Elaborado en la destilería de Yoichi, en la isla más septentrional de Japón, este single malt refleja con fidelidad el carácter costero y austero de su entorno. Su proceso de producción es uno de los más tradicionales del mundo, con destilación directa mediante fuego de carbón, un método que imprime carácter y profundidad al destilado. El resultado es un whisky de malta que logra un equilibrio sutil entre lo ahumado, lo frutal y lo floral, con un perfil de turba delicado que nunca eclipsa la complejidad del conjunto.
Gastronomía
Encuentra sus mejores aliados en la mesa entre los sabores con carácter y grasa equilibrada. El salmón ahumado suaviza el alcohol y realza las notas de turba, mientras que la chistorra o la panceta a la brasa conectan de forma natural con el humo del fuego de carbón de la destilería. Las ostras naturales resaltan de manera especialmente llamativa el perfil marino y salino de Yoichi. En el registro dulce, el chocolate negro por encima del 70% de cacao dialoga con el final tánico y especiado, y los quesos azules ofrecen un contraste muy logrado entre su potencia y el dulzor frutal del whisky.
Historia bodega
Los japoneses, maestros en el arte de la mezcla y la destilación, han desarrollado un estilo muy reconocible, suave y muy refinado para sus whiskies, apreciados hoy en todo de todo el mundo. Los inicios se remontan al 1934, cuando Masataka Taketsuru, considerado el padre del whisky nipón, fundó Nikka Whisky e instaló su primera destilería en el norte del país, en Yoichi, en un paraje natural elegido por sus recursos hídricos y pureza del aire, factores clave para la producción de whiskies de calidad.

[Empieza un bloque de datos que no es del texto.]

//! The color tile game
//!
//! A grid of hidden tiles, most of them helper words and some of them map
//! names. Every hidden tile shows which colors its letters belong to. Flipping
//! a tile reveals its word and, on each color, the letters of that word the
//! color owns. The player is told which map to FIND next; any other map they
//! flip is eliminated.

use crate::core::{BoardConfig, BoardError, ColorLetterBoard, LetterSet};
use crate::wordlists::WordSource;
use log::{debug, info};
use rand::Rng;
use rand::seq::{IndexedRandom, SliceRandom};

/// Settings for one color tile game
#[derive(Debug, Clone, PartialEq)]
pub struct GameConfig {
    pub board: BoardConfig,
    /// Grid size as (columns, rows)
    pub grid: (usize, usize),
    /// A helper tile starts flipped with probability 1 in `helper_reveal_odds`
    pub helper_reveal_odds: u32,
}

impl GameConfig {
    #[must_use]
    pub const fn new(board: BoardConfig) -> Self {
        Self {
            board,
            grid: (6, 5),
            helper_reveal_odds: 5,
        }
    }

    #[must_use]
    pub const fn tile_count(&self) -> usize {
        self.grid.0 * self.grid.1
    }
}

impl Default for GameConfig {
    fn default() -> Self {
        Self::new(BoardConfig::default())
    }
}

#[derive(Debug, Clone, Copy, PartialEq, Eq, Hash)]
pub enum TileKind {
    /// One of the maps being chosen between
    Map,
    /// A filler word that only gives away letters
    Helper,
}

/// One tile of the grid
#[derive(Debug, Clone, PartialEq, Eq)]
pub struct Tile {
    pub word: String,
    pub kind: TileKind,
    pub revealed: bool,
    /// Set when a map other than the current target is flipped
    pub eliminated: bool,
    /// Indices of the colors owning this word's letters, first occurrence first
    pub colors: Vec<usize>,
}

impl Tile {
    #[must_use]
    pub const fn is_map(&self) -> bool {
        matches!(self.kind, TileKind::Map)
    }

    /// Flipped map that survived elimination
    #[must_use]
    pub const fn is_found(&self) -> bool {
        self.is_map() && self.revealed && !self.eliminated
    }
}

/// What happened when a tile was flipped
#[derive(Debug, Clone, PartialEq, Eq)]
pub struct RevealOutcome {
    pub index: usize,
    pub kind: TileKind,
    pub eliminated: bool,
    /// Letters that became visible because of this flip
    pub newly_revealed: LetterSet,
}

/// State of one color tile game
#[derive(Debug, Clone)]
pub struct ColorGame<R> {
    board: ColorLetterBoard,
    tiles: Vec<Tile>,
    grid: (usize, usize),
    target: Option<String>,
    next_target: Option<String>,
    rng: R,
}

impl<R: Rng> ColorGame<R> {
    /// Build a game over `maps`, filling the rest of the grid from `words`
    ///
    /// Maps beyond the grid size are dropped. Tile order is shuffled and some
    /// helper tiles start flipped.
    ///
    /// # Errors
    /// Returns `BoardError` if the board cannot be generated.
    pub fn new<S: AsRef<str>>(
        config: &GameConfig,
        maps: &[S],
        words: &mut dyn WordSource,
        mut rng: R,
    ) -> Result<Self, BoardError> {
        let total = config.tile_count();
        let maps: Vec<String> = maps
            .iter()
            .take(total)
            .map(|m| m.as_ref().to_string())
            .collect();

        let mut entries: Vec<(String, TileKind)> = maps
            .iter()
            .map(|m| (m.clone(), TileKind::Map))
            .collect();
        while entries.len() < total {
            entries.push((words.get_word(), TileKind::Helper));
        }
        entries.shuffle(&mut rng);

        let mut board = ColorLetterBoard::new(&config.board, &mut rng)?;

        let mut tiles: Vec<Tile> = entries
            .into_iter()
            .map(|(word, kind)| Tile {
                colors: board.colors_in(&word),
                word,
                kind,
                revealed: false,
                eliminated: false,
            })
            .collect();

        if config.helper_reveal_odds > 0 {
            for tile in tiles
                .iter_mut()
                .filter(|t| matches!(t.kind, TileKind::Helper))
            {
                if rng.random_range(1..=config.helper_reveal_odds) == config.helper_reveal_odds {
                    tile.revealed = true;
                    board.reveal_letters(&tile.word);
                }
            }
        }

        let mut game = Self {
            board,
            tiles,
            grid: config.grid,
            target: None,
            next_target: None,
            rng,
        };
        game.target = game.pick_hidden_map(None);
        let first = game.target.clone();
        game.next_target = game.pick_hidden_map(first.as_deref());

        info!(
            "color game: {} tiles, {} maps, {} colors, {:.1}% tiles show every color",
            game.tiles.len(),
            maps.len(),
            game.board.colors().len(),
            game.all_colors_share() * 100.0
        );

        Ok(game)
    }

    fn is_hidden_map(&self, name: &str) -> bool {
        self.tiles
            .iter()
            .any(|t| t.is_map() && !t.revealed && t.word == name)
    }

    /// Random hidden map other than `except`
    fn pick_hidden_map(&mut self, except: Option<&str>) -> Option<String> {
        let hidden: Vec<&Tile> = self
            .tiles
            .iter()
            .filter(|t| t.is_map() && !t.revealed && Some(t.word.as_str()) != except)
            .collect();
        hidden.choose(&mut self.rng).map(|t| t.word.clone())
    }

    fn advance_prompt(&mut self) {
        let queued = self
            .next_target
            .take()
            .filter(|name| self.is_hidden_map(name));
        self.target = match queued {
            Some(name) => Some(name),
            None => self.pick_hidden_map(None),
        };
        let current = self.target.clone();
        self.next_target = self.pick_hidden_map(current.as_deref());
    }

    /// Flip the tile at `index`
    ///
    /// Returns `None` if the index is outside the grid or the tile is already
    /// flipped. A flipped map that is not the current target is eliminated.
    /// The FIND prompt then moves on to the queued map, or to a fresh hidden map
    /// if the queued one was the tile just flipped.
    pub fn reveal(&mut self, index: usize) -> Option<RevealOutcome> {
        let tile = self.tiles.get(index).filter(|t| !t.revealed)?;
        let word = tile.word.clone();
        let kind = tile.kind;

        let before = self.revealed_letters();
        self.board.reveal_letters(&word);
        let newly_revealed = self.revealed_letters().difference(before);

        let eliminated =
            matches!(kind, TileKind::Map) && self.target.as_deref() != Some(word.as_str());

        let tile = &mut self.tiles[index];
        tile.revealed = true;
        tile.eliminated = eliminated;

        self.advance_prompt();

        debug!(
            "revealed '{word}' ({kind:?}), eliminated: {eliminated}, new letters: {newly_revealed}"
        );

        Some(RevealOutcome {
            index,
            kind,
            eliminated,
            newly_revealed,
        })
    }

    /// Every letter revealed on any color so far
    #[must_use]
    pub fn revealed_letters(&self) -> LetterSet {
        self.board
            .colors()
            .iter()
            .fold(LetterSet::EMPTY, |acc, c| acc.union(c.revealed()))
    }

    #[must_use]
    pub const fn board(&self) -> &ColorLetterBoard {
        &self.board
    }

    #[must_use]
    pub fn tiles(&self) -> &[Tile] {
        &self.tiles
    }

    /// Grid size as (columns, rows)
    #[must_use]
    pub const fn grid(&self) -> (usize, usize) {
        self.grid
    }

    /// Map the player should FIND now
    #[must_use]
    pub fn target(&self) -> Option<&str> {
        self.target.as_deref()
    }

    /// Map queued after the current target
    #[must_use]
    pub fn next_target(&self) -> Option<&str> {
        self.next_target.as_deref()
    }

    /// Fraction of tiles whose word contains a letter of every color
    #[must_use]
    pub fn all_colors_share(&self) -> f64 {
        if self.tiles.is_empty() {
            return 0.0;
        }
        let color_count = self.board.colors().len();
        let full = self
            .tiles
            .iter()
            .filter(|t| t.colors.len() == color_count)
            .count();
        full as f64 / self.tiles.len() as f64
    }

    /// No map tile is left hidden
    #[must_use]
    pub fn is_finished(&self) -> bool {
        !self.tiles.iter().any(|t| t.is_map() && !t.revealed)
    }
}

De su estancia en Escocia, no solo aprendió los secretos de la destilación sino que conoció la que sería su eterna fuente de inspiración, una mujer llamada Rita, oriunda de Glasgow, con quien se casó y regresó a Japón. Ahí dedicó su vida a elaborar whiskies excepcionales, demostrando su maestría en esta técnica. Nikka representa el auténtico estilo japonés, en una mezcla de modernidad y tradición, sencillez y sofisticación. Suavidad y sabor a partes iguales.
Nota de Cata
En nariz arranca floral y fresco para evolucionar hacia la turba suave, el humo frío, la brisa marina salina, la manzana y toques dulces de toffee. En boca el cuerpo es untuoso y estructurado, con frutas frescas como la pera, el melocotón y el limón entrelazadas con el carácter ahumado de la turba, jengibre, nuez moscada y notas terrosas. El final es largo, sedoso y ligeramente marino, con un retrogusto a roble, toques florales y un amargor tánico sutil y bien integrado.